Communiqué de presse 01/2003
23 janvier 2003

Le Conseil national d'éthique présente un avis sur le diagnostic préimplantatoire

Le Conseil national d'éthique recommande à l'unanimité de réglementer la pratique du diagnostic prénatal et préimplantatoire (DPN, DPI) par une loi spéciale globale de médecine de la reproduction.

Les 24 membres du Conseil invitent une nouvelle fois à discuter librement des questions éthiques, juridiques et sociales que pose le développement des biosciences et de la médecine, en reconnaissant les opinions des dissidents. Ils rappellent qu'une solution politique convaincante aux conflits apparus dans le cadre de cette discussion ne peut être trouvée que dans une considération mutuelle, ce qui implique précisément l'on soit prêt à respecter des opinions divergentes et à se pencher sur les arguments présentés avec tout autant de prudence que d'objectivité.

Comme ce fut déjà le cas pour son premier avis sur l'importation de cellules souches embryonnaires humaines, publié en décembre 2001, le Conseil national d'éthique estime qu'il n'est pas de son devoir de se décider pour une réglementation donnée, ni même de recommander au législateur cette réglementation comme étant en définitive la seule possible.

La tâche du Conseil d'éthique consiste plutôt à examiner des arguments et à mettre en évidence les voies pouvant, en rapport avec ces arguments, conduire à une solution.

Le choix doit être réservé au législateur, qui décidera de l'approche qui lui paraîtra appropriée, en toute connaissance des arguments développés.

Sous réserve de cette limitation, le Conseil national d'éthique présente et discute dans son avis les deux réactions au DPI qui, de son point de vue, sont possibles, un refus net ou une autorisation uniquement à titre exceptionnel et s'assortissant de conditions strictes.
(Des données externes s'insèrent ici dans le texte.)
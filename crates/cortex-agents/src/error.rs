use thiserror::Error;

#[derive(Debug, Error)]
pub enum AgentError {
    #[error("agent {agent} failed: {message}")]
    Llm { agent: String, message: String },

    #[error("agent {agent}: JSON parsing failed")]
    Parse {
        agent: String,
        raw_response: String,
        errors: Vec<String>,
    },

    #[error("agent config not found or inactive: {0}")]
    ConfigMissing(String),

    #[error(transparent)]
    Store(#[from] cortex_store::StoreError),

    #[error(transparent)]
    Provider(#[from] cortex_llm::LlmError),
}

impl AgentError {
    pub fn code(&self) -> &'static str {
        match self {
            AgentError::Llm { .. } => "AGENT_ERROR",
            AgentError::Parse { .. } => "PARSE_ERROR",
            AgentError::ConfigMissing(_) => "CONFIG_ERROR",
            AgentError::Store(_) => "DATABASE_ERROR",
            AgentError::Provider(_) => "LLM_PROVIDER_ERROR",
        }
    }

    /// Structured failure payload surfaced to pipeline callers.
    pub fn to_json(&self) -> serde_json::Value {
        match self {
            AgentError::Parse {
                agent,
                raw_response,
                errors,
            } => serde_json::json!({
                "error": "JSON parsing failed",
                "error_code": self.code(),
                "error_message": format!("JSON parsing failed: {}", errors.join("; ")),
                "raw_response": raw_response,
                "agent_name": agent,
            }),
            AgentError::Llm { agent, message } => serde_json::json!({
                "error": "Agent execution failed",
                "error_code": self.code(),
                "error_message": message,
                "agent_name": agent,
            }),
            other => serde_json::json!({
                "error": other.to_string(),
                "error_code": other.code(),
            }),
        }
    }
}

impl From<AgentError> for cortex_core::CortexError {
    fn from(e: AgentError) -> Self {
        match &e {
            AgentError::Llm { agent, message } => cortex_core::CortexError::Agent {
                agent: agent.clone(),
                reason: message.clone(),
            },
            AgentError::Parse { agent, errors, .. } => cortex_core::CortexError::Agent {
                agent: agent.clone(),
                reason: format!("JSON parsing failed: {}", errors.join("; ")),
            },
            _ => cortex_core::CortexError::Internal(e.to_string()),
        }
    }
}

pub type Result<T> = std::result::Result<T, AgentError>;
//! Edit handler for `!` instructions.
//!
//! Non-critical edits (status, dates) run immediately; deletes and changes
//! to a person's identity fields require a confirmed second call that
//! replays the pending action.

use serde::Serialize;
use serde_json::Value;
use tracing::info;

use cortex_agents::EditAgent;
use cortex_store::{EntityTable, Store};

use crate::error::Result;

/// Person columns whose change needs explicit confirmation.
const CRITICAL_PERSON_FIELDS: &[&str] = &[
    "name",
    "first_name",
    "last_name",
    "phone",
    "email",
    "context",
];

#[derive(Debug, Clone, Serialize)]
pub struct EditOutcome {
    pub success: bool,
    pub message: String,
    #[serde(skip_serializing_if = "std::ops::Not::not")]
    pub needs_confirmation: bool,
    #[serde(skip_serializing_if = "Option::is_none")]
    pub confirmation_question: Option<String>,
    #[serde(skip_serializing_if = "Option::is_none")]
    pub pending_action: Option<Value>,
    #[serde(skip_serializing_if = "Option::is_none")]
    pub error: Option<String>,
}

impl EditOutcome {
    fn failure(message: impl Into<String>, error: impl Into<String>) -> Self {
        Self {
            success: false,
            message: message.into(),
            needs_confirmation: false,
            confirmation_question: None,
            pending_action: None,
            error: Some(error.into()),
        }
    }

    fn done(message: impl Into<String>) -> Self {
        Self {
            success: true,
            message: message.into(),
            needs_confirmation: false,
            confirmation_question: None,
            pending_action: None,
            error: None,
        }
    }
}

pub struct EditHandler {
    store: Store,
    agent: EditAgent,
}

impl EditHandler {
    pub fn new(store: Store) -> Result<Self> {
        let agent = EditAgent::new(store.clone())?;
        Ok(Self { store, agent })
    }

    pub async fn handle(
        &self,
        instruction: &str,
        today: &str,
        confirmed: bool,
        pending_action: Option<Value>,
    ) -> Result<EditOutcome> {
        // A confirmed call replays the action it was asked to confirm.
        if confirmed {
            if let Some(action) = pending_action {
                return Ok(self.execute_action(&action));
            }
        }

        if instruction.trim().is_empty() {
            return Ok(EditOutcome::failure(
                "Bitte gib an, was geändert werden soll.",
                "empty_instruction",
            ));
        }

        let tables: Vec<&str> = EntityTable::ALL.iter().map(|t| t.as_str()).collect();
        let result = match self.agent.interpret(instruction, &tables, today).await {
            Ok(result) => result,
            Err(e) => {
                return Ok(EditOutcome::failure(
                    "Konnte die Anweisung nicht verstehen.",
                    e.to_json().to_string(),
                ))
            }
        };

        let Some(action) = result.get("action").filter(|a| a.is_object()).cloned() else {
            return Ok(EditOutcome::failure("Keine gültige Aktion erkannt.", "no_action"));
        };

        let Some(table) = action
            .get("table")
            .and_then(Value::as_str)
            .and_then(|t| t.parse::<EntityTable>().ok())
        else {
            return Ok(EditOutcome::failure(
                "Änderungen an dieser Tabelle sind nicht erlaubt.",
                "forbidden_table",
            ));
        };

        if is_critical(&action, table) && !confirmed {
            let question = build_confirmation(&action, table)
                .or_else(|| {
                    result
                        .get("confirmation_question")
                        .and_then(Value::as_str)
                        .map(str::to_string)
                })
                .unwrap_or_else(|| "Diese Änderung durchführen?".to_string());
            return Ok(EditOutcome {
                success: true,
                message: String::new(),
                needs_confirmation: true,
                confirmation_question: Some(question),
                pending_action: Some(action),
                error: None,
            });
        }

        Ok(self.execute_action(&action))
    }

    fn execute_action(&self, action: &Value) -> EditOutcome {
        let operation = action.get("operation").and_then(Value::as_str).unwrap_or("update");
        let Some(table) = action
            .get("table")
            .and_then(Value::as_str)
            .and_then(|t| t.parse::<EntityTable>().ok())
        else {
            return EditOutcome::failure(
                "Änderungen an dieser Tabelle sind nicht erlaubt.",
                "forbidden_table",
            );
        };
        let Some(id) = action.get("id").and_then(Value::as_i64) else {
            return EditOutcome::failure("Kein Ziel angegeben.", "missing_id");
        };

        match operation {
            "delete" => match self.store.soft_delete_entity(table, id) {
                Ok(0) => EditOutcome::failure(
                    format!("Eintrag #{id} in {table} nicht gefunden."),
                    "not_found",
                ),
                Ok(_) => {
                    info!(table = %table, id, "entity deleted via edit");
                    EditOutcome::done(format!("Eintrag #{id} aus {table} gelöscht."))
                }
                Err(e) => EditOutcome::failure("Fehler beim Löschen.", e.to_string()),
            },
            "update" => {
                let Some(field) = action.get("field").and_then(Value::as_str) else {
                    return EditOutcome::failure("Feld oder Wert fehlt.", "missing_field_or_value");
                };
                let Some(new_value) = action.get("new_value").filter(|v| !v.is_null()) else {
                    return EditOutcome::failure("Feld oder Wert fehlt.", "missing_field_or_value");
                };

                let mut changes = serde_json::Map::new();
                changes.insert(field.to_string(), new_value.clone());
                match self.store.update_entity(table, id, &changes) {
                    Ok(0) => EditOutcome::failure(
                        format!("Eintrag #{id} in {table} nicht gefunden."),
                        "not_found",
                    ),
                    Ok(_) => {
                        info!(table = %table, id, field, "entity updated via edit");
                        EditOutcome::done(format!("{table} #{id}: {field} wurde geändert."))
                    }
                    Err(e) => EditOutcome::failure("Fehler beim Ausführen.", e.to_string()),
                }
            }
            other => EditOutcome::failure(
                format!("Unbekannte Operation: {other}"),
                "unknown_operation",
            ),
        }
    }
}

/// Critical iff deleting, or touching a person's identity fields.
pub fn is_critical(action: &Value, table: EntityTable) -> bool {
    let operation = action.get("operation").and_then(Value::as_str).unwrap_or("update");
    if operation == "delete" {
        return true;
    }
    if table == EntityTable::People {
        if let Some(field) = action.get("field").and_then(Value::as_str) {
            return CRITICAL_PERSON_FIELDS.contains(&field);
        }
    }
    false
}

fn build_confirmation(action: &Value, table: EntityTable) -> Option<String> {
    let operation = action.get("operation").and_then(Value::as_str).unwrap_or("update");
    let target = action
        .get("target_name")
        .and_then(Value::as_str)
        .map(str::to_string)
        .unwrap_or_else(|| format!("#{}", action.get("id").and_then(Value::as_i64).unwrap_or(0)));

    if operation == "delete" {
        return Some(format!("Soll '{target}' aus {table} wirklich gelöscht werden?"));
    }
    if table == EntityTable::People {
        let field = action.get("field").and_then(Value::as_str)?;
        let new_value = action.get("new_value")?;
        let shown = match new_value {
            Value::String(s) => s.clone(),
            other => other.to_string(),
        };
        return Some(format!("Soll {field} von '{target}' auf '{shown}' geändert werden?"));
    }
    None
}

#[cfg(test)]
mod tests {
    use super::*;
    use serde_json::json;

    #[test]
    fn delete_is_always_critical() {
        let action = json!({"operation": "delete", "table": "tasks", "id": 1});
        assert!(is_critical(&action, EntityTable::Tasks));
    }

    #[test]
    fn person_identity_fields_are_critical() {
        for field in ["name", "first_name", "last_name", "phone", "email", "context"] {
            let action = json!({"operation": "update", "table": "people", "id": 1, "field": field});
            assert!(is_critical(&action, EntityTable::People), "{field} must be critical");
        }
    }

    #[test]
    fn status_changes_are_not_critical() {
        let action = json!({"operation": "update", "table": "tasks", "id": 1, "field": "status"});
        assert!(!is_critical(&action, EntityTable::Tasks));

        let action = json!({"operation": "update", "table": "people", "id": 1, "field": "last_contact"});
        assert!(!is_critical(&action, EntityTable::People));
    }

    #[test]
    fn confirmation_question_names_the_target() {
        let action = json!({
            "operation": "delete", "table": "projects", "id": 3,
            "target_name": "Reibekuchenofen",
        });
        let question = build_confirmation(&action, EntityTable::Projects).unwrap();
        assert!(question.contains("Reibekuchenofen"));
        assert!(question.contains("projects"));
    }
}
use async_trait::async_trait;
use tokio::sync::mpsc;

use crate::error::Result;
use crate::types::{ChatRequest, ChatResponse, StreamEvent};

/// Common interface over the chat providers (Anthropic, OpenAI, Google).
#[async_trait]
pub trait LlmClient: Send + Sync + std::fmt::Debug {
    /// Provider name for logging, key lookup and error messages.
    fn name(&self) -> &str;

    /// Send a chat request and wait for the full response.
    async fn chat(&self, req: &ChatRequest) -> Result<ChatResponse>;

    /// Stream response events through a channel.
    /// Default: falls back to the non-streaming call, emits one TextDelta
    /// followed by MessageStop with the totals.
    async fn chat_stream(
        &self,
        req: &ChatRequest,
        tx: mpsc::Sender<StreamEvent>,
    ) -> Result<()> {
        let resp = self.chat(req).await?;
        let _ = tx
            .send(StreamEvent::TextDelta {
                text: resp.content,
            })
            .await;
        let _ = tx
            .send(StreamEvent::MessageStop {
                model: resp.model,
                input_tokens: resp.input_tokens,
                output_tokens: resp.output_tokens,
                stop_reason: resp.stop_reason,
            })
            .await;
        Ok(())
    }
}
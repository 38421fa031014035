use std::sync::Arc;

use axum::{
    routing::{get, post, put},
    Router,
};
use chrono_tz::Tz;
use dashmap::DashMap;

use cortex_channels::{NotificationService, TelegramCommandHandler};
use cortex_core::CortexConfig;
use cortex_pipeline::IntentPipeline;
use cortex_scheduler::Scheduler;
use cortex_store::{ConfigManager, Store};

/// Central shared state — passed as Arc<AppState> to all Axum handlers.
pub struct AppState {
    pub config: CortexConfig,
    pub store: Store,
    pub settings: Arc<ConfigManager>,
    pub pipeline: Arc<IntentPipeline>,
    pub scheduler: Scheduler,
    pub notifier: Arc<NotificationService>,
    pub commands: TelegramCommandHandler,
    /// Web notification queue: channel_id -> pending messages, drained by
    /// `GET /api/notifications`. Shared with the pipeline notifier.
    pub web_notifications: Arc<DashMap<String, Vec<String>>>,
}

impl AppState {
    pub fn timezone(&self) -> Tz {
        self.settings
            .timezone()
            .parse()
            .unwrap_or(chrono_tz::Europe::Berlin)
    }

    pub fn today(&self) -> chrono::NaiveDate {
        chrono::Utc::now().with_timezone(&self.timezone()).date_naive()
    }
}

/// Assemble the full Axum router.
pub fn build_router(state: Arc<AppState>) -> Router {
    Router::new()
        .route("/health", get(crate::http::health::health_handler))
        .route(
            "/api/scheduler/schedules",
            get(crate::http::schedules::list).post(crate::http::schedules::create),
        )
        .route(
            "/api/scheduler/schedules/{id}",
            get(crate::http::schedules::get_one)
                .put(crate::http::schedules::update)
                .delete(crate::http::schedules::delete),
        )
        .route("/api/scheduler/jobs", get(crate::http::jobs::list))
        .route("/api/scheduler/jobs/{id}", put(crate::http::jobs::update))
        .route("/api/scheduler/jobs/{id}/run", post(crate::http::jobs::run))
        .route("/api/inbox", post(crate::http::inbox::inbox))
        .route(
            "/api/clarifications",
            get(crate::http::inbox::pending_clarifications),
        )
        .route(
            "/api/clarifications/{id}",
            post(crate::http::inbox::respond_clarification),
        )
        .route("/api/logs", get(crate::http::inbox::inbox_logs))
        .route("/api/notifications", get(crate::http::inbox::notifications))
        .route("/api/sync/status", get(crate::http::sync::status))
        .route("/api/sync/logs", get(crate::http::sync::logs))
        .route(
            "/telegram/webhook",
            post(crate::http::telegram::webhook_handler),
        )
        .with_state(state)
        .layer(tower_http::trace::TraceLayer::new_for_http())
}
En conséquence, dans le cadre des possibilités réglementaires qui sont abordées concrètement, le Conseil national d'éthique met en exergue diverses démarches, élargissant ainsi encore l'éventail des arguments.

Les membres du Conseil national d'éthique ont de ce fait renoncé à recourir au vote et se sont limités à faire connaître leur appréciation personnelle en signant de leur nom les approches réglementaires respectives.

Dans l'avis publié ce jour, ils présentent un document, qui:
(i) décrit les bases médicales du DPN et du DPI et esquisse les règles générales juridiques et sociales pour leur pratique effective ou possible;
(ii) évalue les différents arguments pour ou contre une autorisation du DPI;
(iii) procède à un examen critique de la pratique actuelle du DPN.